Problem description — Repeat all the data that appears below, keeping it exact.

The records —
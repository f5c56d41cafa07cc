pub mod dto;
pub mod handlers;
pub mod repo;
pub mod repo_types;
pub mod services;

use crate::state::AppState;
use axum::Router;

pub fn router() -> Router<AppState> {
    Router::new()
        .merge(handlers::read_routes())
        .merge(handlers::write_routes())
}
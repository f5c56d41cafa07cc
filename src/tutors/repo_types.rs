use std::{fmt, str::FromStr};

use serde::{Deserialize, Serialize};
use sqlx::FromRow;
use uuid::Uuid;

/// Academic syllabus a tutor teaches.
#[derive(Debug, Clone, Copy, Serialize, Deserialize, PartialEq, Eq)]
pub enum Curriculum {
    #[serde(rename = "IGCSE")]
    Igcse,
    #[serde(rename = "CBC")]
    Cbc,
    #[serde(rename = "GCSE")]
    Gcse,
}

impl Curriculum {
    pub const ALL: [Curriculum; 3] = [Curriculum::Igcse, Curriculum::Cbc, Curriculum::Gcse];

    pub fn as_str(&self) -> &'static str {
        match self {
            Curriculum::Igcse => "IGCSE",
            Curriculum::Cbc => "CBC",
            Curriculum::Gcse => "GCSE",
        }
    }
}

impl fmt::Display for Curriculum {
    fn fmt(&self, f: &mut fmt::Formatter<'_>) -> fmt::Result {
        f.write_str(self.as_str())
    }
}

impl FromStr for Curriculum {
    type Err = anyhow::Error;

    fn from_str(s: &str) -> Result<Self, Self::Err> {
        let wanted = s.trim();
        Self::ALL
            .into_iter()
            .find(|c| c.as_str().eq_ignore_ascii_case(wanted))
            .ok_or_else(|| anyhow::anyhow!("unknown curriculum {wanted:?}"))
    }
}

#[derive(Debug, Clone, PartialEq, Serialize, Deserialize)]
#[serde(rename_all = "camelCase")]
pub struct Tutor {
    pub id: Uuid,
    pub name: String,
    pub subject: String,
    pub curriculum: Curriculum,
    pub rating: f64,
    pub sessions: i32,
    pub hourly_rate: f64,
    pub online: bool,
    pub image: Option<String>,
}

/// A tutor profile ready to insert; defaults already applied.
#[derive(Debug, Clone)]
pub struct NewTutor {
    pub name: String,
    pub subject: String,
    pub curriculum: Curriculum,
    pub rating: f64,
    pub sessions: i32,
    pub hourly_rate: f64,
    pub online: bool,
    pub image: Option<String>,
}

impl NewTutor {
    /// Profile with the default rating, session count and availability.
    pub fn new(name: &str, subject: &str, curriculum: Curriculum, hourly_rate: f64) -> Self {
        Self {
            name: name.to_string(),
            subject: subject.to_string(),
            curriculum,
            rating: 0.0,
            sessions: 0,
            hourly_rate,
            online: false,
            image: None,
        }
    }

    pub fn into_tutor(self, id: Uuid) -> Tutor {
        Tutor {
            id,
            name: self.name,
            subject: self.subject,
            curriculum: self.curriculum,
            rating: self.rating,
            sessions: self.sessions,
            hourly_rate: self.hourly_rate,
            online: self.online,
            image: self.image,
        }
    }
}

#[derive(Debug, FromRow)]
pub struct TutorRow {
    pub id: Uuid,
    pub name: String,
    pub subject: String,
    pub curriculum: String,
    pub rating: f64,
    pub sessions: i32,
    pub hourly_rate: f64,
    pub online: bool,
    pub image: Option<String>,
}

impl TryFrom<TutorRow> for Tutor {
    type Error = anyhow::Error;

    fn try_from(r: TutorRow) -> Result<Self, Self::Error> {
        Ok(Self {
            id: r.id,
            name: r.name,
            subject: r.subject,
            curriculum: r.curriculum.parse()?,
            rating: r.rating,
            sessions: r.sessions,
            hourly_rate: r.hourly_rate,
            online: r.online,
            image: r.image,
        })
    }
}
use lazy_static::lazy_static;
use regex::Regex;
use tracing::{info, warn};
use uuid::Uuid;

use crate::{
    auth::{
        dto::{LoginRequest, LoginResponse, PublicUser, RegisterRequest},
        jwt::JwtKeys,
        password::{check_password, hash_password, INVALID_CREDENTIALS},
        repo::UserRepo,
        repo_types::{NewUser, Role, User},
    },
    error::{AppError, AppResult},
};

pub const MIN_PASSWORD_LEN: usize = 8;

pub(crate) fn is_valid_email(email: &str) -> bool {
    lazy_static! {
        static ref EMAIL_RE: Regex = Regex::new(r"^[^@\s]+@[^@\s]+\.[^@\s]+$").unwrap();
    }
    EMAIL_RE.is_match(email)
}

pub(crate) fn normalize_email(email: &str) -> String {
    email.trim().to_lowercase()
}

pub async fn register(users: &dyn UserRepo, req: RegisterRequest) -> AppResult<User> {
    let name = req.name.trim();
    let email = normalize_email(&req.email);

    if name.is_empty() || email.is_empty() || req.password.is_empty() || req.role.trim().is_empty()
    {
        return Err(AppError::validation(
            "name, email, password and role are required",
        ));
    }
    if !is_valid_email(&email) {
        warn!(%email, "invalid email");
        return Err(AppError::validation("Invalid email"));
    }
    if req.password.chars().count() < MIN_PASSWORD_LEN {
        return Err(AppError::validation("Password too short"));
    }
    let role: Role = req
        .role
        .parse()
        .map_err(|_| AppError::validation("Role must be student or tutor"))?;

    if users.find_by_email(&email).await?.is_some() {
        warn!(%email, "email already registered");
        return Err(AppError::Conflict("Email already registered".into()));
    }

    let password_hash = hash_password(&req.password)?;
    let user = users
        .create(NewUser {
            name: name.to_string(),
            email: email.clone(),
            role,
            password_hash,
        })
        .await?
        .ok_or_else(|| {
            warn!(%email, "email registered concurrently");
            AppError::Conflict("Email already registered".into())
        })?;

    info!(user_id = %user.id, email = %user.email, role = %user.role, "user registered");
    Ok(user)
}

pub async fn login(
    users: &dyn UserRepo,
    keys: &JwtKeys,
    req: LoginRequest,
) -> AppResult<LoginResponse> {
    let email = normalize_email(&req.email);
    if email.is_empty() || req.password.is_empty() {
        return Err(AppError::validation("email and password are required"));
    }

    let Some(user) = users.find_by_email(&email).await? else {
        warn!(%email, "login unknown email");
        return Err(AppError::Auth(INVALID_CREDENTIALS.into()));
    };

    check_password(&req.password, &user.password_hash).inspect_err(|_| {
        warn!(%email, user_id = %user.id, "login rejected");
    })?;

    let token = keys.sign(user.id, user.role)?;
    info!(user_id = %user.id, "user logged in");
    Ok(LoginResponse {
        token,
        user: user.into(),
    })
}

pub async fn me(users: &dyn UserRepo, user_id: Uuid) -> AppResult<PublicUser> {
    users
        .find_by_id(user_id)
        .await?
        .map(PublicUser::from)
        .ok_or_else(|| AppError::Auth("User not found".into()))
}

Output of the task —
repository f5c56d41cafa07cc
pub mod dto;
pub mod handlers;
pub mod repo;
pub mod repo_types;
pub mod services;

use crate::state::AppState;
use axum::Router;

pub fn router() -> Router<AppState> {
    Router::new()
        .merge(handlers::read_routes())
        .merge(handlers::write_routes())
}
repository f5c56d41cafa07cc
filename src/tutors/repo_types.rs
use std::{fmt, str::FromStr};

use serde::{Deserialize, Serialize};
use sqlx::FromRow;
use uuid::Uuid;

/// Academic syllabus a tutor teaches.
#[derive(Debug, Clone, Copy, Serialize, Deserialize, PartialEq, Eq)]
pub enum Curriculum {
    #[serde(rename = "IGCSE")]
    Igcse,
    #[serde(rename = "CBC")]
    Cbc,
    #[serde(rename = "GCSE")]
    Gcse,
}

impl Curriculum {
    pub const ALL: [Curriculum; 3] = [Curriculum::Igcse, Curriculum::Cbc, Curriculum::Gcse];

    pub fn as_str(&self) -> &'static str {
        match self {
            Curriculum::Igcse => "IGCSE",
            Curriculum::Cbc => "CBC",
            Curriculum::Gcse => "GCSE",
        }
    }
}

impl fmt::Display for Curriculum {
    fn fmt(&self, f: &mut fmt::Formatter<'_>) -> fmt::Result {
        f.write_str(self.as_str())
    }
}

impl FromStr for Curriculum {
    type Err = anyhow::Error;

    fn from_str(s: &str) -> Result<Self, Self::Err> {
        let wanted = s.trim();
        Self::ALL
            .into_iter()
            .find(|c| c.as_str().eq_ignore_ascii_case(wanted))
            .ok_or_else(|| anyhow::anyhow!("unknown curriculum {wanted:?}"))
    }
}

#[derive(Debug, Clone, PartialEq, Serialize, Deserialize)]
#[serde(rename_all = "camelCase")]
pub struct Tutor {
    pub id: Uuid,
    pub name: String,
    pub subject: String,
    pub curriculum: Curriculum,
    pub rating: f64,
    pub sessions: i32,
    pub hourly_rate: f64,
    pub online: bool,
    pub image: Option<String>,
}

/// A tutor profile ready to insert; defaults already applied.
#[derive(Debug, Clone)]
pub struct NewTutor {
    pub name: String,
    pub subject: String,
    pub curriculum: Curriculum,
    pub rating: f64,
    pub sessions: i32,
    pub hourly_rate: f64,
    pub online: bool,
    pub image: Option<String>,
}

impl NewTutor {
    /// Profile with the default rating, session count and availability.
    pub fn new(name: &str, subject: &str, curriculum: Curriculum, hourly_rate: f64) -> Self {
        Self {
            name: name.to_string(),
            subject: subject.to_string(),
            curriculum,
            rating: 0.0,
            sessions: 0,
            hourly_rate,
            online: false,
            image: None,
        }
    }

    pub fn into_tutor(self, id: Uuid) -> Tutor {
        Tutor {
            id,
            name: self.name,
            subject: self.subject,
            curriculum: self.curriculum,
            rating: self.rating,
            sessions: self.sessions,
            hourly_rate: self.hourly_rate,
            online: self.online,
            image: self.image,
        }
    }
}

#[derive(Debug, FromRow)]
pub struct TutorRow {
    pub id: Uuid,
    pub name: String,
    pub subject: String,
    pub curriculum: String,
    pub rating: f64,
    pub sessions: i32,
    pub hourly_rate: f64,
    pub online: bool,
    pub image: Option<String>,
}

impl TryFrom<TutorRow> for Tutor {
    type Error = anyhow::Error;

    fn try_from(r: TutorRow) -> Result<Self, Self::Error> {
        Ok(Self {
            id: r.id,
            name: r.name,
            subject: r.subject,
            curriculum: r.curriculum.parse()?,
            rating: r.rating,
            sessions: r.sessions,
            hourly_rate: r.hourly_rate,
            online: r.online,
            image: r.image,
        })
    }
}
use lazy_static::lazy_static;
use regex::Regex;
use tracing::{info, warn};
use uuid::Uuid;

use crate::{
    auth::{
        dto::{LoginRequest, LoginResponse, PublicUser, RegisterRequest},
        jwt::JwtKeys,
        password::{check_password, hash_password, INVALID_CREDENTIALS},
        repo::UserRepo,
        repo_types::{NewUser, Role, User},
    },
    error::{AppError, AppResult},
};

pub const MIN_PASSWORD_LEN: usize = 8;

pub(crate) fn is_valid_email(email: &str) -> bool {
    lazy_static! {
        static ref EMAIL_RE: Regex = Regex::new(r"^[^@\s]+@[^@\s]+\.[^@\s]+$").unwrap();
    }
    EMAIL_RE.is_match(email)
}

pub(crate) fn normalize_email(email: &str) -> String {
    email.trim().to_lowercase()
}

pub async fn register(users: &dyn UserRepo, req: RegisterRequest) -> AppResult<User> {
    let name = req.name.trim();
    let email = normalize_email(&req.email);

    if name.is_empty() || email.is_empty() || req.password.is_empty() || req.role.trim().is_empty()
    {
        return Err(AppError::validation(
            "name, email, password and role are required",
        ));
    }
    if !is_valid_email(&email) {
        warn!(%email, "invalid email");
        return Err(AppError::validation("Invalid email"));
    }
    if req.password.chars().count() < MIN_PASSWORD_LEN {
        return Err(AppError::validation("Password too short"));
    }
    let role: Role = req
        .role
        .parse()
        .map_err(|_| AppError::validation("Role must be student or tutor"))?;

    if users.find_by_email(&email).await?.is_some() {
        warn!(%email, "email already registered");
        return Err(AppError::Conflict("Email already registered".into()));
    }

    let password_hash = hash_password(&req.password)?;
    let user = users
        .create(NewUser {
            name: name.to_string(),
            email: email.clone(),
            role,
            password_hash,
        })
        .await?
        .ok_or_else(|| {
            warn!(%email, "email registered concurrently");
            AppError::Conflict("Email already registered".into())
        })?;

    info!(user_id = %user.id, email = %user.email, role = %user.role, "user registered");
    Ok(user)
}

pub async fn login(
    users: &dyn UserRepo,
    keys: &JwtKeys,
    req: LoginRequest,
) -> AppResult<LoginResponse> {
    let email = normalize_email(&req.email);
    if email.is_empty() || req.password.is_empty() {
        return Err(AppError::validation("email and password are required"));
    }

    let Some(user) = users.find_by_email(&email).await? else {
        warn!(%email, "login unknown email");
        return Err(AppError::Auth(INVALID_CREDENTIALS.into()));
    };

    check_password(&req.password, &user.password_hash).inspect_err(|_| {
        warn!(%email, user_id = %user.id, "login rejected");
    })?;

    let token = keys.sign(user.id, user.role)?;
    info!(user_id = %user.id, "user logged in");
    Ok(LoginResponse {
        token,
        user: user.into(),
    })
}

pub async fn me(users: &dyn UserRepo, user_id: Uuid) -> AppResult<PublicUser> {
    users
        .find_by_id(user_id)
        .await?
        .map(PublicUser::from)
        .ok_or_else(|| AppError::Auth("User not found".into()))
}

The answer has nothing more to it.